We aim to find a treatment for systemic inflammatory response syndrom (SIRS), which is an often fatal acute condition occuring after serious trauma, bleeding, burning and infection (sepsis). Despite SIRS is an inflammatory condition, anti-inflammatory glucocorticoids (GCs) have no therapeutic benefit in SIRS. GCs bind to the GC receptor GR. Our work in mouse SIRS models show that GCs might have therapeutic future in SIRS if we find a way to stimulate the GR dimer rather than the GR monomer pathway. A GR dimer functions as a true transcription factor, binding GRE DNA elements and inducing gene transcription. In SIRS, this dimer pathway is inactivated. We found that zinc (Zn) protects in a mouse model of SIRS and that the effect of zinc needs GR dimerization. Here, we want to find the mechanism by which Zn helps GCs in stimulating the GR dimer pathway.
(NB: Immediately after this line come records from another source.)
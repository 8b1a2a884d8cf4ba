//! Fake outbound port implementations shared by the integration flows.

use std::sync::atomic::{AtomicBool, Ordering};
use std::sync::{Arc, Once};
use std::time::Duration;

use async_trait::async_trait;
use parking_lot::Mutex;
use rand::Rng;

use ll_02_block_stream::ports::{
    BlockItemWriter, BlockItemWriterFactory, BlockSigner, ChainStateStore, PortError,
};
use ll_02_block_stream::{BlockStreamConfig, BlockStreamService, InitialStateHash};
use shared_types::{
    BlockItem, ChainSnapshot, EventTransaction, Hash, RoundInfo, SemanticVersion, Timestamp,
    TransactionResult, ZERO_HASH,
};

/// Software version every test harness reports.
pub const TEST_VERSION: SemanticVersion = SemanticVersion::new(0, 1, 0);

static TRACING: Once = Once::new();

/// Installs a fmt subscriber once so `RUST_LOG` works under test.
pub fn init_tracing() {
    TRACING.call_once(|| {
        let _ = tracing_subscriber::fmt()
            .with_env_filter(
                tracing_subscriber::EnvFilter::try_from_default_env()
                    .unwrap_or_else(|_| tracing_subscriber::EnvFilter::new("info")),
            )
            .with_test_writer()
            .try_init();
    });
}

/// Everything every fake writer of one factory wrote, in write order.
#[derive(Default)]
pub struct StreamLog {
    frames: Mutex<Vec<(u64, Vec<u8>)>>,
    closed: Mutex<Vec<u64>>,
}

impl StreamLog {
    /// Raw frames written for one block, in order.
    pub fn frames_for(&self, block: u64) -> Vec<Vec<u8>> {
        self.frames
            .lock()
            .iter()
            .filter(|(b, _)| *b == block)
            .map(|(_, frame)| frame.clone())
            .collect()
    }

    /// Decoded items written for one block, in order.
    pub fn items_for(&self, block: u64) -> Vec<BlockItem> {
        self.frames_for(block)
            .iter()
            .map(|frame| bincode::deserialize(frame).expect("frame decodes"))
            .collect()
    }

    /// Blocks whose writers were closed, in close order.
    pub fn closed_blocks(&self) -> Vec<u64> {
        self.closed.lock().clone()
    }
}

/// Writer factory recording every write into a shared [`StreamLog`],
/// optionally sleeping a random amount per write to shake out ordering
/// assumptions.
#[derive(Default)]
pub struct FakeWriterFactory {
    log: Arc<StreamLog>,
    max_write_delay: Option<Duration>,
}

impl FakeWriterFactory {
    /// Factory whose writers write immediately.
    pub fn new() -> Self {
        Self::default()
    }

    /// Factory whose writers sleep up to `max` before each write.
    pub fn with_write_delay(max: Duration) -> Self {
        Self {
            log: Arc::default(),
            max_write_delay: Some(max),
        }
    }

    /// The shared log.
    pub fn log(&self) -> Arc<StreamLog> {
        Arc::clone(&self.log)
    }
}

struct FakeWriter {
    block: u64,
    log: Arc<StreamLog>,
    max_write_delay: Option<Duration>,
}

#[async_trait]
impl BlockItemWriter for FakeWriter {
    async fn write_items(&mut self, frames: Vec<Vec<u8>>) -> Result<(), PortError> {
        if let Some(max) = self.max_write_delay {
            let nanos = rand::thread_rng().gen_range(0..max.as_nanos().max(1)) as u64;
            tokio::time::sleep(Duration::from_nanos(nanos)).await;
        }
        let mut log = self.log.frames.lock();
        for frame in frames {
            log.push((self.block, frame));
        }
        Ok(())
    }

    async fn close_block(&mut self) -> Result<(), PortError> {
        self.log.closed.lock().push(self.block);
        Ok(())
    }
}

#[async_trait]
impl BlockItemWriterFactory for FakeWriterFactory {
    async fn open_block(&self, block_number: u64) -> Result<Box<dyn BlockItemWriter>, PortError> {
        Ok(Box::new(FakeWriter {
            block: block_number,
            log: Arc::clone(&self.log),
            max_write_delay: self.max_write_delay,
        }))
    }
}

/// Signer with controllable readiness.
///
/// In auto mode it returns a signature derived from the hash right away;
/// in manual mode `sign` never resolves and tests deliver signatures
/// through `handle_signature` themselves.
pub struct FakeSigner {
    ready: AtomicBool,
    auto: bool,
}

impl FakeSigner {
    /// Ready signer that signs immediately.
    pub fn auto() -> Self {
        Self {
            ready: AtomicBool::new(true),
            auto: true,
        }
    }

    /// Signer that never delivers; drive signatures by hand.
    pub fn manual(ready: bool) -> Self {
        Self {
            ready: AtomicBool::new(ready),
            auto: false,
        }
    }

    /// Flips readiness.
    pub fn set_ready(&self, ready: bool) {
        self.ready.store(ready, Ordering::SeqCst);
    }

    /// The signature the auto signer produces for a hash.
    pub fn signature_for(hash: &Hash) -> Vec<u8> {
        let mut signature = b"sig:".to_vec();
        signature.extend_from_slice(hash.as_bytes());
        signature
    }
}

#[async_trait]
impl BlockSigner for FakeSigner {
    async fn is_ready(&self) -> bool {
        self.ready.load(Ordering::SeqCst)
    }

    async fn sign(&self, hash: Hash) -> Result<Vec<u8>, PortError> {
        if self.auto {
            Ok(Self::signature_for(&hash))
        } else {
            std::future::pending().await
        }
    }
}

/// In-memory chain state store.
#[derive(Default)]
pub struct FakeStateStore {
    committed: Mutex<Vec<ChainSnapshot>>,
}

impl FakeStateStore {
    /// Creates an empty store.
    pub fn new() -> Self {
        Self::default()
    }

    /// Every committed snapshot, in commit order.
    pub fn committed(&self) -> Vec<ChainSnapshot> {
        self.committed.lock().clone()
    }
}

#[async_trait]
impl ChainStateStore for FakeStateStore {
    async fn commit(&self, snapshot: &ChainSnapshot) -> Result<(), PortError> {
        self.committed.lock().push(snapshot.clone());
        Ok(())
    }
}

/// A block stream service wired to fakes, plus handles to observe them.
pub struct Harness {
    /// The service under test.
    pub service: BlockStreamService,
    /// The signer, for readiness flips.
    pub signer: Arc<FakeSigner>,
    /// The state store, for committed snapshots.
    pub store: Arc<FakeStateStore>,
    /// The stream log shared by every writer.
    pub log: Arc<StreamLog>,
}

impl Harness {
    /// Harness starting at genesis.
    pub fn new(config: BlockStreamConfig, signer: FakeSigner) -> Self {
        Self::resuming(
            config,
            signer,
            FakeWriterFactory::new(),
            ChainSnapshot::genesis(TEST_VERSION),
            InitialStateHash::ready(0, ZERO_HASH),
            ZERO_HASH,
        )
    }

    /// Harness resuming from an arbitrary snapshot.
    pub fn resuming(
        config: BlockStreamConfig,
        signer: FakeSigner,
        factory: FakeWriterFactory,
        snapshot: ChainSnapshot,
        initial_state_hash: InitialStateHash,
        last_block_hash: Hash,
    ) -> Self {
        init_tracing();
        let signer = Arc::new(signer);
        let store = Arc::new(FakeStateStore::new());
        let log = factory.log();
        let service = BlockStreamService::new(
            config,
            TEST_VERSION,
            Arc::new(factory),
            Arc::clone(&signer) as Arc<dyn BlockSigner>,
            Arc::clone(&store) as Arc<dyn ChainStateStore>,
            snapshot,
            initial_state_hash,
        )
        .expect("valid test configuration");
        service.init_last_block_hash(last_block_hash);
        Self {
            service,
            signer,
            store,
            log,
        }
    }
}

/// A non-freeze round.
pub fn round(number: u64, seconds: i64) -> RoundInfo {
    RoundInfo {
        number,
        consensus_timestamp: Timestamp::new(seconds, 0),
        is_freeze_round: false,
    }
}

/// A freeze round.
pub fn freeze_round(number: u64, seconds: i64) -> RoundInfo {
    RoundInfo {
        is_freeze_round: true,
        ..round(number, seconds)
    }
}

/// An event transaction item with an identifiable payload.
pub fn transaction_item(seconds: i64, payload: u8) -> BlockItem {
    BlockItem::EventTransaction(EventTransaction {
        consensus_timestamp: Timestamp::new(seconds, 0),
        transaction: vec![payload],
    })
}

/// A transaction result item with an identifiable payload.
pub fn result_item(seconds: i64, payload: u8) -> BlockItem {
    BlockItem::TransactionResult(TransactionResult {
        consensus_timestamp: Timestamp::new(seconds, 0),
        result: vec![payload],
    })
}

/// Polls `condition` until it holds or a couple of seconds pass.
pub async fn wait_until(condition: impl Fn() -> bool) {
    for _ in 0..200 {
        if condition() {
            return;
        }
        tokio::time::sleep(Duration::from_millis(10)).await;
    }
    panic!("condition not reached in time");
}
Our data suggest a direct effect of Zn on the GR dimerization process, which will be further studied in work package 1 (WP1) and at several levels of the GR dimer pathway (dimerization, DNA binding, co-factor recruitment, GRE-gene induction). In WP2, we will study the involvement of the primary Znrecognizing Metal Transcription Factor-1 (MTF-1) in these processes using MTF-1-KO cells and mice and in WP3, we will study the impact of Zn on the gut, the primary target in SIRS, by studying gene expression in relation to GCs and the microbiome. WP4 addresses therapeutic options for Zn to help GCs in GC resistant SIRS and sepsis.